Pintér mi disse che la cultura doveva esserci, i riferimenti, i gusti, le citazioni. Ma dovevano diventare parte integrante della propria visione, senza stonare nel disegno, senza esibirsi a scapito della lettura.

Aveva cassetti straripanti disegni, in ogni stanza, migliaia di disegni come non ne ho mai visti se non negli archivi dei giornali o nelle gallerie più fornite. Ogni tanto me ne mostrava alcuni e ho visto nascere 3 libri, dagli schizzi preparatori alle tavole finali, con varianti scartate: Macbeth, Pinocchio e il suo libro antologico. Mi parlava dei difetti della sue illustrazioni (che io proprio non vedevo), delle modifiche che lui faceva a copertine e tavole fatte decenni prima, solo perché una mano o un dettaglio dei capelli o un’ombra gli davano noia. Mi diceva che per via della velocità che il lavoro in Mondadori gli imponeva, aveva dovuto spesso “tirare via” disegni che con calma, in quegli anni in cui era un pacifico pensionato, poteva correggere. Rifaceva spesso disegni (soprattutto le celebri copertine di Maigret) per committenti privati, in grande formato. Gli chiedevo se padroneggiasse varie tecniche e mi disse che no, lui usava di preferenza le tempere e la china, alcuni pennelli che tormentava e tagliuzzava per ottenere gli effetti desiderati. Niente acrilici, olio o altro. Nessuna carta particolare, bastava fosse buona.

Guglielmo Giannini
tavola tratta da “L’Italia della Liberazione in 50 ritratti”, di Paolo Mieli e Francesco Cundari, Ivan Canu (illustrazioni), Centauria, 2021
(© Ivan Canu)

Una volta, dopo alcuni anni che ci frequentavamo, gli portai il mio portfolio e gli chiesi, con molto imbarazzo, un consiglio. Lo guardò con molta attenzione e rapidamente. Mi disse che secondo lui ero bravo, non avevo bisogno di consigli. Che se mi piaceva usare l’acrilico, che usassi quello e lo piegassi alle mie esigenze, perché una tecnica valeva l’altra, se si otteneva di rappresentare quello che si aveva chiaro in testa. Mi disse che la cultura doveva esserci, i riferimenti, i gusti, le citazioni. Ma dovevano diventare parte integrante della propria visione, senza stonare nel disegno, senza esibirsi a scapito della lettura. Come lui usava il cinema come referenza principale delle sue illustrazioni, senza che nessuno avesse da dire: eh, facile, quelle sono le foto di Gino Cervi oppure quello è il Macbeth di Polanski. Mi disse solo: se lo accetta, le consiglio di essere molto rigoroso nelle citazioni e nelle ricerche storiche, di ambiente, di contesto per i suoi personaggi. E mi indicò la copertina che avevo fatto per La Metamorfosi di Kafka, in cui la donna di servizio sta spazzando la stanza di Joseph K. e lui è sotto il letto, ormai alla fine della sua vita. La composizione, mi disse, è molto efficace e dice tutto quello che ci serve sapere. Ma le scarpe della donna sono sbagliate: sono un cliché delle scarpe di Cenerentola, mentre lei dovrebbe indossare degli stivaletti bassi o degli scarponcini tipici delle donne di Praga, popolane, di fine ottocento-primi del novecento. Sono i dettagli che poi restano impressi.
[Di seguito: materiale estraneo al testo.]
//! Fixed dispatch table from message type to capability handler.
//!
//! Handlers read their arguments from the request payload, call the injected
//! [`IdeCapabilities`], and return plain JSON. A missing argument or a failed
//! capability call yields `null` rather than an error, so the requester's
//! pending correlation always resolves.

use std::collections::HashMap;
use std::path::PathBuf;
use std::sync::Arc;

use serde::Serialize;
use serde_json::{Map, Value};
use tracing::{debug, warn};

use crate::capability::{IdeCapabilities, ToastLevel};
use crate::error::CapabilityError;

/// Log target for capability dispatch.
const DISPATCH_TARGET: &str = "shuttle_broker::dispatch";

type Handler = fn(&dyn IdeCapabilities, &Value) -> Result<Value, CapabilityError>;

const HANDLERS: &[(&str, Handler)] = &[
    ("jetbrains/onLoad", |ide, _| encode(ide.on_load())),
    ("jetbrains/isOSREnabled", |_, _| Ok(Value::Bool(true))),
    ("jetbrains/getColors", |_, _| Ok(Value::Object(Map::new()))),
    ("toggleDevTools", |_, _| Ok(Value::Null)),
    ("showTutorial", |_, _| Ok(Value::Null)),
    ("getIdeInfo", |ide, _| encode(ide.ide_info())),
    ("getIdeSettings", |ide, _| encode(ide.ide_settings())),
    ("getWorkspaceDirs", |ide, _| encode(ide.workspace_dirs())),
    ("getUniqueId", |ide, _| Ok(Value::String(ide.unique_id()))),
    ("isTelemetryEnabled", |ide, _| {
        Ok(Value::Bool(ide.is_telemetry_enabled()))
    }),
    ("isWorkspaceRemote", |ide, _| {
        Ok(Value::Bool(ide.is_workspace_remote()))
    }),
    ("getOpenFiles", |ide, _| encode(ide.open_files()?)),
    ("getCurrentFile", |ide, _| encode(ide.current_file()?)),
    ("getTerminalContents", |ide, _| {
        Ok(Value::String(ide.terminal_contents()))
    }),
    ("fileExists", file_exists),
    ("readFile", read_file),
    ("readRangeInFile", read_range_in_file),
    ("writeFile", write_file),
    ("openFile", open_file),
    ("runCommand", run_command),
    ("getDiff", diff),
    ("getBranch", branch),
    ("getRepoName", repo_name),
    ("showToast", show_toast),
    ("copyText", copy_text),
];

/// Routes capability requests to handlers.
pub struct CapabilityDispatcher {
    ide: Arc<dyn IdeCapabilities>,
    handlers: HashMap<&'static str, Handler>,
}

impl CapabilityDispatcher {
    /// Builds the dispatcher over `ide`.
    #[must_use]
    pub fn new(ide: Arc<dyn IdeCapabilities>) -> Self {
        Self {
            ide,
            handlers: HANDLERS.iter().copied().collect(),
        }
    }

    /// Whether a handler exists for `message_type`.
    #[must_use]
    pub fn handles(&self, message_type: &str) -> bool {
        self.handlers.contains_key(message_type)
    }

    /// All message types with a handler.
    pub fn message_types(&self) -> impl Iterator<Item = &'static str> + '_ {
        self.handlers.keys().copied()
    }

    /// Answers a capability request.
    ///
    /// Returns `None` for an unknown type. Handler failures are logged and
    /// answered with `null`.
    #[must_use]
    pub fn dispatch(&self, message_type: &str, data: &Value) -> Option<Value> {
        let handler = self.handlers.get(message_type)?;
        debug!(target: DISPATCH_TARGET, message_type, "dispatching capability request");
        match handler(self.ide.as_ref(), data) {
            Ok(result) => Some(result),
            Err(error) => {
                warn!(
                    target: DISPATCH_TARGET,
                    message_type,
                    error = %error,
                    "capability request failed, answering null"
                );
                Some(Value::Null)
            }
        }
    }
}

impl std::fmt::Debug for CapabilityDispatcher {
    fn fmt(&self, f: &mut std::fmt::Formatter<'_>) -> std::fmt::Result {
        f.debug_struct("CapabilityDispatcher")
            .field("handlers", &self.handlers.len())
            .finish_non_exhaustive()
    }
}

fn encode<T: Serialize>(value: T) -> Result<Value, CapabilityError> {
    Ok(serde_json::to_value(value)?)
}

fn str_field<'a>(data: &'a Value, field: &'static str) -> Result<&'a str, CapabilityError> {
    data.get(field)
        .and_then(Value::as_str)
        .ok_or(CapabilityError::MissingField { field })
}

fn line_field(data: &Value, bound: &'static str) -> Result<usize, CapabilityError> {
    data.get("range")
        .and_then(|range| range.get(bound))
        .and_then(|position| position.get("line"))
        .and_then(Value::as_u64)
        .and_then(|line| usize::try_from(line).ok())
        .ok_or(CapabilityError::MissingField { field: "range" })
}

fn file_exists(ide: &dyn IdeCapabilities, data: &Value) -> Result<Value, CapabilityError> {
    Ok(Value::Bool(ide.file_exists(str_field(data, "filepath")?)))
}

fn read_file(ide: &dyn IdeCapabilities, data: &Value) -> Result<Value, CapabilityError> {
    Ok(Value::String(ide.read_file(str_field(data, "filepath")?)?))
}

fn read_range_in_file(ide: &dyn IdeCapabilities, data: &Value) -> Result<Value, CapabilityError> {
    let path = str_field(data, "filepath")?;
    let start = line_field(data, "start")?;
    let end = line_field(data, "end")?;
    Ok(Value::String(ide.read_range_in_file(path, start, end)?))
}

fn write_file(ide: &dyn IdeCapabilities, data: &Value) -> Result<Value, CapabilityError> {
    ide.write_file(str_field(data, "filepath")?, str_field(data, "contents")?)?;
    Ok(Value::Null)
}

fn open_file(ide: &dyn IdeCapabilities, data: &Value) -> Result<Value, CapabilityError> {
    ide.open_file(str_field(data, "filepath")?)?;
    Ok(Value::Null)
}

fn run_command(ide: &dyn IdeCapabilities, data: &Value) -> Result<Value, CapabilityError> {
    let command = str_field(data, "command")?;
    let cwd = data.get("cwd").and_then(Value::as_str).map(PathBuf::from);
    let output = ide.run_command(command, cwd)?;
    Ok(Value::String(output.join("\n")))
}

fn diff(ide: &dyn IdeCapabilities, data: &Value) -> Result<Value, CapabilityError> {
    let include_unstaged = data
        .get("includeUnstaged")
        .and_then(Value::as_bool)
        .unwrap_or(true);
    encode(ide.diff(include_unstaged)?)
}

fn branch(ide: &dyn IdeCapabilities, data: &Value) -> Result<Value, CapabilityError> {
    Ok(Value::String(ide.branch(str_field(data, "dir")?)?))
}

fn repo_name(ide: &dyn IdeCapabilities, data: &Value) -> Result<Value, CapabilityError> {
    encode(ide.repo_name(str_field(data, "dir")?)?)
}

fn show_toast(ide: &dyn IdeCapabilities, data: &Value) -> Result<Value, CapabilityError> {
    let level = data
        .get("type")
        .and_then(Value::as_str)
        .map(ToastLevel::parse_lenient)
        .unwrap_or_default();
    ide.show_toast(level, str_field(data, "message")?)?;
    Ok(Value::Null)
}

fn copy_text(ide: &dyn IdeCapabilities, data: &Value) -> Result<Value, CapabilityError> {
    ide.copy_text(str_field(data, "text")?)?;
    Ok(Value::Null)
}

#[cfg(test)]
mod tests;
Un mese prima che morisse, sfiancato dal cancro, ero andato a trovarlo e a parlare un po’ di cose leggere: mi raccontò un episodio della sua giovinezza a Budapest, quando la polizia comunista entrò in casa a perquisire le stanze e lui, ragazzino espulso dalla scuola d’arte applicata, si era messo di traverso e si era beccato gli sberleffi degli agenti, che erano lì solo per intimidire e non per trovare nulla di che. Poi, la famiglia Pintér se ne sarebbe andata definitivamente in Italia, in treno. Aveva dei ricordi così vividi quando raccontava della sua vita, che ogni volta gli chiedevo se avrebbe gradito di raccontarsi in un libro biografico, lui che ne leggeva così tanti. E invariabilmente mi rispose, allora come le altre volte: a chi vuole che interessi, sono cose passate. Quando me ne sarò andato, anche loro non avranno più testimoni. E se ne andò, infatti, nel febbraio di quell’anno. Con modestia, in silenzio, con un trafiletto sul giornale a ricordare il gigante che tutti chiamavano “l’illustratore perfetto”.

Che rapporto hai in generale con i modelli e, da formatore, che consigli daresti, rispetto ai modelli, a chi si avvicina adesso alla professione di illustratore?

Vittorio De Sica
tavola tratta da “L’Italia della Liberazione in 50 ritratti”, di Paolo Mieli e Francesco Cundari, Ivan Canu (illustrazioni), Centauria, 2021
(© Ivan Canu)

Sono tali quelli che modellano il nostro immaginario, lo tessono, lo riempiono di senso e ci stimolano a seguirne le tracce, i percorsi, a tradirli usandoli. A rubarne la sostanza. In questo senso, mi piace pensare a Stravinskij, che è stato uno dei più geniali “ladri” del ‘900. La sua musica è fitta di citazioni, omaggi, furti fatti con una tale consapevolezza, leggerezza e senso della sintesi finale, che alla fine il tocco strawinskiano è unico, una firma.

La copia è la fase iniziale di questo percorso, copisti sono stati tutti gli artisti, copie sono le statue romane da quelle greche (grazie alle quali conosciamo un po’ più di arte greca, per derivazione), copie le architetture, gli arazzi, i dipinti rinascimentali e copie si facevano a ritmi forsennati nelle botteghe, da Cimabue con Giotto in avanti. Quella della copia è una pratica che aguzza l’occhio, allena la mano, affina le tecniche e poi sfocia nel tocco originale, nello scarto in avanti o di lato e consente ad un artista di emergere e crearsi il suo linguaggio.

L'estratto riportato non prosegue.